Opinión

El DART

No sé si me asombra más que la misión DART de la Nasa haya podido acertar en el asteroide Dimorphos, o me consuela que haya conseguido desviar su órbita quince metros, aproximadamente lo que mide mi casa de largo. Ya puedo estar tranquilo. Si me impacta un asteroide me destrozará la mitad del salón, pero nada más. Después ya se encargará el seguro.

Vale. No me burlo. Esas misiones científicas incomprensibles para los de a pie son importantísimas.

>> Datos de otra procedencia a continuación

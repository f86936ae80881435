//! Accumulation/Distribution line (ADL) and Chaikin Money Flow (CMF).
//!
//! ADL = ((close - low) - (high - close)) / (high - low) * volume
//! cum_ADL = running sum of ADL over the slug
//! CMF = rolling_sum(cum_ADL, period) / rolling_sum(volume, period)

use super::Indicator;
use crate::frame::{CLOSE, HIGH, LOW, VOLUME};
use crate::window::{cumsum, rolling_sum};

#[derive(Debug, Clone)]
pub struct Cmf {
    period: usize,
    name: String,
}

impl Cmf {
    pub fn new(period: usize) -> Self {
        assert!(period >= 1, "CMF period must be >= 1");
        Self {
            period,
            name: format!("cmf_{period}"),
        }
    }
}

impl Indicator for Cmf {
    fn name(&self) -> &str {
        &self.name
    }

    fn inputs(&self) -> &'static [&'static str] {
        &[HIGH, LOW, CLOSE, VOLUME]
    }

    fn outputs(&self) -> Vec<String> {
        vec!["adl".to_string(), "cum_adl".to_string(), "cmf".to_string()]
    }

    fn compute(&self, inputs: &[&[f64]]) -> Vec<Vec<f64>> {
        let [high, low, close, volume] = inputs else {
            return Vec::new();
        };
        let adl: Vec<f64> = (0..close.len())
            .map(|i| {
                ((close[i] - low[i]) - (high[i] - close[i])) / (high[i] - low[i]) * volume[i]
            })
            .collect();
        let cum_adl = cumsum(&adl);
        let flow = rolling_sum(&cum_adl, self.period, 1);
        let vol = rolling_sum(volume, self.period, 1);
        let cmf = flow.iter().zip(&vol).map(|(f, v)| f / v).collect();
        vec![adl, cum_adl, cmf]
    }
}
//! ScoreComposer: rolls aggregated signals into per-bucket scores in [-100, 100].
//!
//! score = 100 * (sum of the bucket's signal columns) / (number of columns)
//!
//! Membership comes from the [`ScoreBucket`] tag each signal column carries.
//! A bucket with no member columns scores `None` on every row.

use std::fmt;

use serde::{Deserialize, Serialize};

use crate::aggregate::AggregatedSignals;
use crate::domain::RowKey;
use crate::snapshot::{latest_indices, LatestPolicy};

#[derive(Debug, Clone, Copy, PartialEq, Eq, Hash, PartialOrd, Ord, Serialize, Deserialize)]
#[serde(rename_all = "snake_case")]
pub enum ScoreBucket {
    Durability,
    Momentum,
    Valuation,
}

impl ScoreBucket {
    pub const ALL: [ScoreBucket; 3] = [
        ScoreBucket::Durability,
        ScoreBucket::Momentum,
        ScoreBucket::Valuation,
    ];

    /// Output column name in the scores table.
    pub fn score_column(self) -> &'static str {
        match self {
            ScoreBucket::Durability => "Durability_Score",
            ScoreBucket::Momentum => "Momentum_Score",
            ScoreBucket::Valuation => "Valuation_Score",
        }
    }
}

impl fmt::Display for ScoreBucket {
    fn fmt(&self, f: &mut fmt::Formatter<'_>) -> fmt::Result {
        let name = match self {
            ScoreBucket::Durability => "durability",
            ScoreBucket::Momentum => "momentum",
            ScoreBucket::Valuation => "valuation",
        };
        f.write_str(name)
    }
}

/// Scores for one bucket across all rows.
#[derive(Debug, Clone, PartialEq)]
pub struct BucketScores {
    pub bucket: ScoreBucket,
    pub members: usize,
    pub values: Vec<Option<f64>>,
}

/// One score row per aggregated row, in the same order.
#[derive(Debug, Clone, PartialEq)]
pub struct ScoreTable {
    keys: Vec<RowKey>,
    buckets: Vec<BucketScores>,
}

impl ScoreTable {
    pub fn len(&self) -> usize {
        self.keys.len()
    }

    pub fn is_empty(&self) -> bool {
        self.keys.is_empty()
    }

    pub fn keys(&self) -> &[RowKey] {
        &self.keys
    }

    /// Buckets in [`ScoreBucket::ALL`] order.
    pub fn buckets(&self) -> &[BucketScores] {
        &self.buckets
    }

    pub fn scores(&self, bucket: ScoreBucket) -> &[Option<f64>] {
        self.buckets
            .iter()
            .find(|b| b.bucket == bucket)
            .map(|b| b.values.as_slice())
            .unwrap_or(&[])
    }

    pub fn select_rows(&self, indices: &[usize]) -> Self {
        Self {
            keys: indices.iter().map(|&i| self.keys[i].clone()).collect(),
            buckets: self
                .buckets
                .iter()
                .map(|b| BucketScores {
                    bucket: b.bucket,
                    members: b.members,
                    values: indices.iter().map(|&i| b.values[i]).collect(),
                })
                .collect(),
        }
    }

    pub fn select_latest(&self, policy: LatestPolicy) -> Self {
        self.select_rows(&latest_indices(&self.keys, policy))
    }
}

pub fn compose_scores(signals: &AggregatedSignals) -> ScoreTable {
    let rows = signals.len();
    let buckets = ScoreBucket::ALL
        .iter()
        .map(|&bucket| {
            let members: Vec<&[i8]> = signals
                .columns()
                .iter()
                .filter(|c| c.bucket == Some(bucket))
                .map(|c| c.values.as_slice())
                .collect();
            if members.is_empty() {
                return BucketScores {
                    bucket,
                    members: 0,
                    values: vec![None; rows],
                };
            }
            let mut sums = vec![0i64; rows];
            for column in &members {
                for (sum, &v) in sums.iter_mut().zip(column.iter()) {
                    *sum += i64::from(v);
                }
            }
            let count = members.len() as f64;
            BucketScores {
                bucket,
                members: members.len(),
                values: sums
                    .into_iter()
                    .map(|s| Some(100.0 * s as f64 / count))
                    .collect(),
            }
        })
        .collect();

    ScoreTable {
        keys: signals.keys().to_vec(),
        buckets,
    }
}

Si no fuera por ellas y la imaginación de los que las llevan a cabo no hubiéramos llegado a América, ni a la Luna, ni a Marte. Un día llegaremos a Alfa Centauro, y entonces plantaremos allí un monolito conmemorativo en honor a los chiflados científicos anónimos que participaron en todo eso desde el principio.

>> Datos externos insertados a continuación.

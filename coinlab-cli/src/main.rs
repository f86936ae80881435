//! coinlab CLI: load raw data, run indicator families, aggregate signals.
//!
//! Commands:
//! - `import` load OHLCV and listings CSV files into the store
//! - `synthetic` seed the store with a generated universe
//! - `run` compute one family and write its tables
//! - `aggregate` join family signals and write scores
//! - `run-all` every family, then the aggregate
//! - `latest` print the latest snapshot of a stored table as CSV
//! - `show-config` print the effective configuration as TOML

use std::io::Write;
use std::path::PathBuf;

use anyhow::{bail, Context, Result};
use chrono::NaiveDate;
use clap::{Parser, Subcommand};
use coinlab_core::synthetic::{generate, SyntheticSpec};
use coinlab_core::{Family, LatestPolicy};
use coinlab_runner::{
    ingest, read_listings_csv, read_observations_csv, run_aggregate, run_all, run_family,
    AggregateRunSummary, FamilyRunSummary, ParquetStore, RunConfig, TableMeta, TableStore,
    WriteMode,
};
use tracing_subscriber::layer::SubscriberExt;
use tracing_subscriber::util::SubscriberInitExt;

#[derive(Parser)]
#[command(
    name = "coinlab",
    about = "coinlab: crypto technical indicators, signals and scores"
)]
struct Cli {
    /// Log level when RUST_LOG is unset (error, warn, info, debug, trace).
    #[arg(long, global = true, default_value = "info")]
    log_level: String,

    /// TOML run configuration. Defaults apply when omitted.
    #[arg(long, global = true)]
    config: Option<PathBuf>,

    /// Store directory, overriding `store.root` from the configuration.
    #[arg(long, global = true)]
    store: Option<PathBuf>,

    #[command(subcommand)]
    command: Commands,
}

#[derive(Subcommand)]
enum Commands {
    /// Load OHLCV and listings CSV files into the input tables.
    Import {
        /// OHLCV CSV: slug, timestamp, open, high, low, close, volume, market_cap.
        #[arg(long)]
        ohlcv: Option<PathBuf>,

        /// Listings CSV: id, slug, name, symbol, rank.
        #[arg(long)]
        listings: Option<PathBuf>,

        /// Append to existing tables instead of replacing them.
        #[arg(long, default_value_t = false)]
        append: bool,
    },
    /// Generate a seeded synthetic universe into the input tables.
    Synthetic {
        #[arg(long, default_value_t = 5)]
        assets: usize,

        #[arg(long, default_value_t = 365)]
        days: usize,

        #[arg(long, default_value_t = 42)]
        seed: u64,

        /// First day (YYYY-MM-DD). Defaults to 2023-01-01.
        #[arg(long)]
        start: Option<String>,
    },
    /// Compute one indicator family and write its tables.
    Run {
        /// momentum, tvv or pct_change.
        #[arg(long)]
        family: Family,
    },
    /// Join every family's signals and write all-signals and score tables.
    Aggregate,
    /// Run every family, then aggregate.
    RunAll,
    /// Print the latest rows of a stored table as CSV.
    Latest {
        #[arg(long)]
        table: String,

        /// Each slug's own latest row instead of the global latest timestamp.
        #[arg(long, default_value_t = false)]
        per_slug: bool,
    },
    /// Print the effective configuration as TOML.
    ShowConfig,
}

fn main() -> Result<()> {
    let cli = Cli::parse();

    tracing_subscriber::registry()
        .with(
            tracing_subscriber::EnvFilter::try_from_default_env()
                .unwrap_or_else(|_| cli.log_level.clone().into()),
        )
        .with(tracing_subscriber::fmt::layer().with_writer(std::io::stderr))
        .init();

    let mut config = match &cli.config {
        Some(path) => RunConfig::load(path)
            .with_context(|| format!("loading config {}", path.display()))?,
        None => RunConfig::default(),
    };
    if let Some(root) = cli.store {
        config.store.root = root;
    }
    let store = ParquetStore::new(&config.store.root);
    tracing::debug!(root = %config.store.root.display(), "using store");

    match cli.command {
        Commands::Import {
            ohlcv,
            listings,
            append,
        } => run_import(&store, &config, ohlcv, listings, append),
        Commands::Synthetic {
            assets,
            days,
            seed,
            start,
        } => run_synthetic(&store, &config, assets, days, seed, start),
        Commands::Run { family } => {
            let summary = run_family(&store, &config, family)?;
            print_family(&summary);
            Ok(())
        }
        Commands::Aggregate => {
            let summary = run_aggregate(&store, &config)?;
            print_aggregate(&summary);
            Ok(())
        }
        Commands::RunAll => {
            let summary = run_all(&store, &config)?;
            for family in &summary.families {
                print_family(family);
            }
            for family in &summary.failed {
                println!("{family}: FAILED (see log)");
            }
            print_aggregate(&summary.aggregate);
            Ok(())
        }
        Commands::Latest { table, per_slug } => run_latest(&store, &table, per_slug),
        Commands::ShowConfig => {
            print!("{}", config.to_toml_string()?);
            Ok(())
        }
    }
}

fn run_import(
    store: &ParquetStore,
    config: &RunConfig,
    ohlcv: Option<PathBuf>,
    listings: Option<PathBuf>,
    append: bool,
) -> Result<()> {
    if ohlcv.is_none() && listings.is_none() {
        bail!("nothing to import: pass --ohlcv and/or --listings");
    }
    let observations = ohlcv
        .as_deref()
        .map(read_observations_csv)
        .transpose()?
        .unwrap_or_default();
    let assets = listings
        .as_deref()
        .map(read_listings_csv)
        .transpose()?
        .unwrap_or_default();

    let mode = if append {
        WriteMode::Append
    } else {
        WriteMode::Replace
    };
    let summary = ingest(store, config, &observations, &assets, mode)?;
    for meta in summary.observations.iter().chain(&summary.listings) {
        print_meta(meta);
    }
    Ok(())
}

fn run_synthetic(
    store: &ParquetStore,
    config: &RunConfig,
    assets: usize,
    days: usize,
    seed: u64,
    start: Option<String>,
) -> Result<()> {
    if assets == 0 || days == 0 {
        bail!("--assets and --days must be at least 1");
    }
    let mut spec = SyntheticSpec {
        assets,
        days,
        seed,
        ..SyntheticSpec::default()
    };
    if let Some(start) = start.as_deref() {
        spec.start = NaiveDate::parse_from_str(start, "%Y-%m-%d")
            .with_context(|| format!("invalid --start '{start}'"))?;
    }

    let universe = generate(&spec);
    let summary = ingest(
        store,
        config,
        &universe.observations,
        &universe.assets,
        WriteMode::Replace,
    )?;
    for meta in summary.observations.iter().chain(&summary.listings) {
        print_meta(meta);
    }
    Ok(())
}

fn run_latest(store: &ParquetStore, table: &str, per_slug: bool) -> Result<()> {
    let Some(data) = store.read(table)? else {
        bail!("table '{table}' does not exist in {}", store.root().display());
    };
    let policy = if per_slug {
        LatestPolicy::PerSlug
    } else {
        LatestPolicy::Global
    };
    let latest = data.select_latest(policy)?;

    let mut stdout = std::io::stdout().lock();
    stdout.write_all(&latest.canonical_csv()?)?;
    stdout.flush()?;
    Ok(())
}

fn print_meta(meta: &TableMeta) {
    println!(
        "{:<28} {:>8} rows  {:?}  {}",
        meta.table,
        meta.rows,
        meta.mode,
        &meta.content_hash[..12.min(meta.content_hash.len())]
    );
}

fn print_family(summary: &FamilyRunSummary) {
    println!(
        "{}: {} rows, {} slugs, {} signals",
        summary.family, summary.rows, summary.slugs, summary.signals
    );
    if !summary.skipped.is_empty() {
        println!("  skipped: {}", summary.skipped.join(", "));
    }
    for meta in &summary.written {
        print!("  ");
        print_meta(meta);
    }
}

fn print_aggregate(summary: &AggregateRunSummary) {
    println!(
        "aggregate: {} rows, {} signal columns",
        summary.rows, summary.signal_columns
    );
    if !summary.missing.is_empty() {
        let missing: Vec<String> = summary.missing.iter().map(Family::to_string).collect();
        println!("  missing families: {}", missing.join(", "));
    }
    for meta in &summary.written {
        print!("  ");
        print_meta(meta);
    }
}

Federico García Lorca soñaba así en Nueva York: “Debajo de las multiplicaciones hay una gota de sangre de pato”. Hoy los que sueñan son los científicos, los técnicos, los ingenieros embebidos en sus estudios, ecuaciones y máquinas de fantasía como si el mundo les quedara pequeño. Quizá ellos sean los nuevos poetas.

A finales de los ochenta en Madrid me contrataron como director creativo de la ya desaparecida Galerías Preciados. Yo tenía solo veintitantos años. El primer día que fui al trabajo, las oficinas de Galerías estaban en Tres Cantos a unos kilómetros de Plaza de Castilla, mi jefe, Terron Schaeffer, un genio que había sido director de marketing de Bloomingdale’s (NY), de Harrods (Londres), y de Chanel Europa entre otras cosas maravillosas, me llevó a mi despacho para enseñármelo. 

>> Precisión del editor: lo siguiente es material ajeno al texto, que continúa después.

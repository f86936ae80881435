//! Family and aggregate runs against a [`TableStore`].
//!
//! Each run reads its inputs, computes everything in memory, prepares every
//! output table (snapshots included, append schemas checked against what is
//! already stored) and only then writes. A run that fails before its first
//! write leaves the store untouched.

use std::collections::HashSet;

use coinlab_core::domain::{Asset, ObservationRow};
use coinlab_core::{
    aggregate, compose_scores, run_family_pass, AggregateError, AggregateOptions, Family,
    FrameError, NamedSignals, PipelineError, SignalCatalog, TimeSeriesFrame,
};
use thiserror::Error;
use tracing::{error, info, warn};

use crate::config::{OutputSpec, RunConfig};
use crate::convert::{
    aggregated_to_table, assets_from_table, assets_to_table, frame_to_table,
    observations_from_table, observations_to_table, scores_to_table, signals_from_table,
    signals_to_table, ConvertError,
};
use crate::store::{StoreError, TableMeta, TableStore, WriteMode};
use crate::table::{TableData, TableError};

#[derive(Debug, Error)]
pub enum RunError {
    #[error("no input rows in '{table}'")]
    EmptyInput { table: String },

    #[error(transparent)]
    Store(#[from] StoreError),

    #[error(transparent)]
    Convert(#[from] ConvertError),

    #[error(transparent)]
    Table(#[from] TableError),

    #[error(transparent)]
    Frame(#[from] FrameError),

    #[error("family pass failed: {0}")]
    Pipeline(#[from] PipelineError),

    #[error("aggregation failed: {0}")]
    Aggregate(#[from] AggregateError),

    #[error("cannot append to '{table}': {source}")]
    AppendSchema { table: String, source: TableError },
}

#[derive(Debug, Clone, PartialEq)]
pub struct FamilyRunSummary {
    pub family: Family,
    pub rows: usize,
    pub slugs: usize,
    pub signals: usize,
    /// Indicators skipped for a missing input column.
    pub skipped: Vec<String>,
    pub written: Vec<TableMeta>,
}

#[derive(Debug, Clone, PartialEq)]
pub struct AggregateRunSummary {
    pub rows: usize,
    pub signal_columns: usize,
    /// Families whose signals table was absent or empty.
    pub missing: Vec<Family>,
    pub written: Vec<TableMeta>,
}

#[derive(Debug, Clone, PartialEq)]
pub struct RunAllSummary {
    pub families: Vec<FamilyRunSummary>,
    pub failed: Vec<Family>,
    pub aggregate: AggregateRunSummary,
}

#[derive(Debug, Clone, PartialEq)]
pub struct IngestSummary {
    pub observations: Option<TableMeta>,
    pub listings: Option<TableMeta>,
}

/// Write raw observations and listings into the configured input tables.
pub fn ingest(
    store: &dyn TableStore,
    cfg: &RunConfig,
    observations: &[ObservationRow],
    listings: &[Asset],
    mode: WriteMode,
) -> Result<IngestSummary, RunError> {
    let observations = (!observations.is_empty())
        .then(|| observations_to_table(observations))
        .transpose()?;
    let listings = (!listings.is_empty())
        .then(|| assets_to_table(listings))
        .transpose()?;

    let mut summary = IngestSummary {
        observations: None,
        listings: None,
    };
    if let Some(table) = observations {
        summary.observations = Some(store.write(&cfg.input.ohlcv_table, &table, mode)?);
    }
    if let Some(table) = listings {
        summary.listings = Some(store.write(&cfg.input.listings_table, &table, mode)?);
    }
    info!(
        observations = summary.observations.as_ref().map_or(0, |m| m.rows),
        listings = summary.listings.as_ref().map_or(0, |m| m.rows),
        "ingested raw tables"
    );
    Ok(summary)
}

/// Slugs inside the rank limit, or `None` when there is no listings table.
fn ranked_slugs(store: &dyn TableStore, cfg: &RunConfig) -> Result<Option<HashSet<String>>, RunError> {
    let Some(table) = store.read(&cfg.input.listings_table)? else {
        info!(
            table = %cfg.input.listings_table,
            "no listings table, rank filter not applied"
        );
        return Ok(None);
    };
    let limit = cfg.input.rank_limit;
    let slugs = assets_from_table(&table)?
        .into_iter()
        .filter(|asset| asset.within_rank(limit))
        .map(|asset| asset.slug)
        .collect();
    Ok(Some(slugs))
}

fn load_frame(store: &dyn TableStore, cfg: &RunConfig) -> Result<TimeSeriesFrame, RunError> {
    let table_name = &cfg.input.ohlcv_table;
    let empty = || {
        error!(table = %table_name, "no input rows, run aborted");
        RunError::EmptyInput {
            table: table_name.clone(),
        }
    };

    let table = store.read(table_name)?.ok_or_else(empty)?;
    let mut rows = observations_from_table(&table)?;
    if let Some(allowed) = ranked_slugs(store, cfg)? {
        let before = rows.len();
        rows.retain(|row| allowed.contains(&row.slug));
        info!(
            kept = rows.len(),
            dropped = before - rows.len(),
            limit = cfg.input.rank_limit,
            "rank filter applied"
        );
    }
    if rows.is_empty() {
        return Err(empty());
    }
    Ok(TimeSeriesFrame::from_observations(rows)?)
}

/// Apply the output's snapshot policy. An append output must match the
/// schema of the table already stored under its name.
fn prepare(
    store: &dyn TableStore,
    spec: &OutputSpec,
    table: &TableData,
) -> Result<TableData, RunError> {
    let data = match spec.snapshot.policy() {
        None => table.clone(),
        Some(policy) => table.select_latest(policy)?,
    };
    if spec.mode == WriteMode::Append {
        if let Some(existing) = store.read(&spec.table)? {
            let (stored, incoming) = (existing.schema(), data.schema());
            if stored != incoming {
                error!(table = %spec.table, "append schema differs from stored table, run aborted");
                return Err(RunError::AppendSchema {
                    table: spec.table.clone(),
                    source: TableError::SchemaMismatch {
                        existing: stored.join(", "),
                        incoming: incoming.join(", "),
                    },
                });
            }
        }
    }
    Ok(data)
}

fn write_all(
    store: &dyn TableStore,
    prepared: Vec<(&OutputSpec, TableData)>,
) -> Result<Vec<TableMeta>, RunError> {
    prepared
        .into_iter()
        .map(|(spec, data)| {
            store
                .write(&spec.table, &data, spec.mode)
                .map_err(RunError::from)
        })
        .collect()
}

/// Compute one family and write its feature, signal and backtest tables.
pub fn run_family(
    store: &dyn TableStore,
    cfg: &RunConfig,
    family: Family,
) -> Result<FamilyRunSummary, RunError> {
    let frame = load_frame(store, cfg)?;
    let output = run_family_pass(frame, family, &cfg.indicators)?;

    let tables = cfg.families.get(family);
    let features = frame_to_table(&output.features)?;
    let signals = signals_to_table(&output.signals)?;

    let mut prepared = vec![
        (&tables.features, prepare(store, &tables.features, &features)?),
        (&tables.signals, prepare(store, &tables.signals, &signals)?),
    ];
    if let Some(backtest) = &tables.backtest {
        prepared.push((backtest, prepare(store, backtest, &features)?));
    }
    let written = write_all(store, prepared)?;

    let summary = FamilyRunSummary {
        family,
        rows: output.features.len(),
        slugs: output.features.partitions().len(),
        signals: output.signals.columns().len(),
        skipped: output.skipped,
        written,
    };
    info!(
        family = %family,
        rows = summary.rows,
        slugs = summary.slugs,
        tables = summary.written.len(),
        "family run complete"
    );
    Ok(summary)
}

/// Join every family's signals, score them, and write the results.
pub fn run_aggregate(store: &dyn TableStore, cfg: &RunConfig) -> Result<AggregateRunSummary, RunError> {
    let catalog = SignalCatalog::new();
    let mut named = Vec::new();
    let mut missing = Vec::new();

    for family in Family::ALL {
        let table_name = &cfg.families.get(family).signals.table;
        match store.read(table_name)? {
            Some(table) if !table.is_empty() => {
                let signals = catalog.tag(signals_from_table(&table)?);
                named.push(NamedSignals::new(table_name.as_str(), signals));
            }
            _ => {
                warn!(family = %family, table = %table_name, "signals table missing, aggregating without it");
                missing.push(family);
            }
        }
    }

    if named.is_empty() {
        error!("no signal tables found, aggregation aborted");
        return Err(RunError::EmptyInput {
            table: Family::ALL
                .iter()
                .map(|&f| cfg.families.get(f).signals.table.as_str())
                .collect::<Vec<_>>()
                .join(", "),
        });
    }

    let options = AggregateOptions {
        reference_slug: cfg.reference_slug.clone(),
        duplicate_columns: cfg.duplicate_columns,
    };
    let aggregated = aggregate(&named, &options)?;
    let scores = compose_scores(&aggregated);

    let outputs = &cfg.aggregate;
    let all_signals = aggregated_to_table(&aggregated)?;
    let score_table = scores_to_table(&scores)?;
    let mut prepared = vec![
        (&outputs.all_signals, prepare(store, &outputs.all_signals, &all_signals)?),
        (&outputs.scores, prepare(store, &outputs.scores, &score_table)?),
    ];
    if let Some(latest) = &outputs.latest_scores {
        prepared.push((latest, prepare(store, latest, &score_table)?));
    }
    let written = write_all(store, prepared)?;

    let summary = AggregateRunSummary {
        rows: aggregated.keys().len(),
        signal_columns: aggregated.columns().len(),
        missing,
        written,
    };
    info!(
        rows = summary.rows,
        signal_columns = summary.signal_columns,
        missing = summary.missing.len(),
        "aggregate run complete"
    );
    Ok(summary)
}

/// Every family, then the aggregate.
///
/// A failing family is logged and left out; the aggregate then runs on the
/// families that succeeded. Fails only if every family fails or the
/// aggregate itself does.
pub fn run_all(store: &dyn TableStore, cfg: &RunConfig) -> Result<RunAllSummary, RunError> {
    let mut families = Vec::new();
    let mut failed = Vec::new();
    let mut first_error = None;

    for family in Family::ALL {
        match run_family(store, cfg, family) {
            Ok(summary) => families.push(summary),
            Err(err) => {
                error!(family = %family, error = %err, "family run failed");
                failed.push(family);
                first_error.get_or_insert(err);
            }
        }
    }

    if families.is_empty() {
        if let Some(err) = first_error {
            return Err(err);
        }
    }

    let aggregate = run_aggregate(store, cfg)?;
    Ok(RunAllSummary {
        families,
        failed,
        aggregate,
    })
}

Aluciné. Yo era un chaval. Aquel despacho con unos enormes ventanales medía unos ochenta metros cuadrados. Tenía un par de mesas con ordenadores, de los primeros Macs, y un gran sofá con su mesita baja y sillones. Yo no había visto nada como aquello salvo en películas americanas. Y nunca hubiera podido imaginar que yo tendría un sitio así. Me quedé boquiabierto.

Terry se dio cuenta de mi asombro. Me echó una mano por encima como para tranquilizarme y me dijo (él es neoyorquino). “¿Qué pasa Víctor? Ya sabes... dale a un hombre un despacho grande y pensará a lo grande. ¡Hala, a trabajar!” Y me dejó allí.

En los cuatro años siguientes ganamos todos los premios nacionales e internacionales de publicidad que se puedan imaginar. Aun hoy, treinta años después, ninguna empresa española tiene ese currículum de premios. No fue solo cosa mía claro, sino de un gran equipo. Pero sé que aquel despacho gigante y la frase de Terry tuvieron mucho que ver con eso: Dale a un hombre un despacho grande y pensará a lo grande. 

Pues es lo que tenemos que hacer con los científicos, darles medios y un despacho grande para que sueñen.

Dimorphos mide ciento y pico metros y está a once millones de kilómetros de la Tierra. Solo a un poeta loco se le pudo ocurrir que daría en el blanco en esas condiciones.